If a window was broken or a drain was blocked up, someone was certain to say that Snowball had come in the night and done it, and when the key of the store-shed was lost, the whole farm was convinced that Snowball had thrown it down the well. Curiously enough, they went on believing this even after the mislaid key was found under a sack of meal.

* * *
Napoleon decreed that there should be a full investigation into Snowball's activities. With his dogs in attendance he set out and made a careful tour of inspection of the farm buildings, the other animals following at a respectful distance. At every few steps Napoleon stopped and snuffed the ground for traces of Snowball's footsteps, which, he said, he could detect by the smell. He snuffed in every corner, in the barn, in the cow-shed, in the henhouses, in the vegetable garden, and found traces of Snowball almost everywhere. He would put his snout to the ground, give several deep sniffs, and exclaim in a terrible voice, "Snowball! He has been here! I can smell him distinctly!" and at the word "Snowball" all the dogs let out blood-curdling growls and showed their side teeth.

The animals were thoroughly frightened. It seemed to them as though Snowball were some kind of invisible influence, pervading the air about them and menacing them with all kinds of dangers.

Los Angeles Times, June 3, 2006:

U.S. defense officials pushed back Friday against the latest reports claiming military wrongdoing in Iraq, denying accounts that American soldiers had deliberately killed a dozen civilians in a March raid while acknowledging that more noncombatants died than the military first reported.

* * *
The U.S. military initially reported that four people, a suspected insurgent and three civilians, were killed in the March 15 raid. But Friday, officials acknowledged that nine other noncombatants had been killed, calling the additional casualties "collateral deaths."

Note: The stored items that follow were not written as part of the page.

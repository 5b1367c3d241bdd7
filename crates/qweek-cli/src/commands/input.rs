//! Parsing of the in-game commands.

/// A command on the round-1 screen. Indices are zero-based.
#[derive(Debug, Clone, PartialEq, Eq)]
pub enum Round1Command {
    Choose { prompt: usize, value: String },
    Clear(usize),
    Submit,
}

/// A command on the round-2 screen. Indices are zero-based.
#[derive(Debug, Clone, Copy, PartialEq, Eq)]
pub enum Round2Command {
    SelectPrompt(usize),
    ClickAnswer(usize),
    Connect { prompt: usize, answer: usize },
    Cancel,
    Submit,
}

fn is_submit(line: &str) -> bool {
    matches!(line, "enviar" | "send" | "ok")
}

fn parse_index(text: &str) -> Option<usize> {
    text.parse::<usize>().ok().filter(|n| *n > 0).map(|n| n - 1)
}

fn parse_letter(text: &str) -> Option<usize> {
    let mut chars = text.chars();
    match (chars.next(), chars.next()) {
        (Some(c), None) if c.is_ascii_alphabetic() => {
            Some((c.to_ascii_lowercase() as u8 - b'a') as usize)
        }
        _ => None,
    }
}

/// `3 12` chooses `12` for prompt 3; `borrar 3` clears it.
pub fn parse_round1(line: &str) -> Option<Round1Command> {
    let line = line.trim().to_lowercase();
    if is_submit(&line) {
        return Some(Round1Command::Submit);
    }

    let mut parts = line.split_whitespace();
    let first = parts.next()?;
    let second = parts.next();
    if parts.next().is_some() {
        return None;
    }

    match (first, second) {
        ("borrar" | "clear", Some(n)) => parse_index(n).map(Round1Command::Clear),
        (n, Some(value)) => Some(Round1Command::Choose {
            prompt: parse_index(n)?,
            value: value.to_string(),
        }),
        _ => None,
    }
}

/// `2` selects prompt 2, `c` clicks answer C, `2c` or `2 c` does both.
pub fn parse_round2(line: &str) -> Option<Round2Command> {
    let line: String = line.trim().to_lowercase().split_whitespace().collect();
    if is_submit(&line) {
        return Some(Round2Command::Submit);
    }
    if matches!(line.as_str(), "cancelar" | "cancel" | "x") {
        return Some(Round2Command::Cancel);
    }

    let digits: String = line.chars().take_while(char::is_ascii_digit).collect();
    let rest = &line[digits.len()..];

    match (digits.is_empty(), rest.is_empty()) {
        (false, true) => parse_index(&digits).map(Round2Command::SelectPrompt),
        (true, false) => parse_letter(rest).map(Round2Command::ClickAnswer),
        (false, false) => Some(Round2Command::Connect {
            prompt: parse_index(&digits)?,
            answer: parse_letter(rest)?,
        }),
        (true, true) => None,
    }
}

#[cfg(test)]
mod tests {
    use super::*;

    #[test]
    fn test_parse_round1() {
        assert_eq!(
            parse_round1("2 3"),
            Some(Round1Command::Choose {
                prompt: 1,
                value: "3".to_string()
            })
        );
        assert_eq!(parse_round1("borrar 1"), Some(Round1Command::Clear(0)));
        assert_eq!(parse_round1(" Enviar "), Some(Round1Command::Submit));
        assert_eq!(parse_round1("0 3"), None);
        assert_eq!(parse_round1("2"), None);
        assert_eq!(parse_round1("1 2 3"), None);
    }

    #[test]
    fn test_parse_round2() {
        assert_eq!(parse_round2("3"), Some(Round2Command::SelectPrompt(2)));
        assert_eq!(parse_round2("B"), Some(Round2Command::ClickAnswer(1)));
        assert_eq!(
            parse_round2("1c"),
            Some(Round2Command::Connect { prompt: 0, answer: 2 })
        );
        assert_eq!(
            parse_round2("1 c"),
            Some(Round2Command::Connect { prompt: 0, answer: 2 })
        );
        assert_eq!(parse_round2("cancelar"), Some(Round2Command::Cancel));
        assert_eq!(parse_round2("enviar"), Some(Round2Command::Submit));
        assert_eq!(parse_round2("1cc"), None);
        assert_eq!(parse_round2(""), None);
        assert_eq!(parse_round2("?"), None);
    }
}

It is unclear when the other civilian deaths were discovered, and a military spokesman in Baghdad said that the "timetable of the investigation is not up for discussion."

* * *
A senior Pentagon official said Friday that the military's investigation, which began soon after the Ishaqi incident, found that the civilians were killed in crossfire between American forces and members of Abu Musab Zarqawi's Al Qaeda in Iraq organization.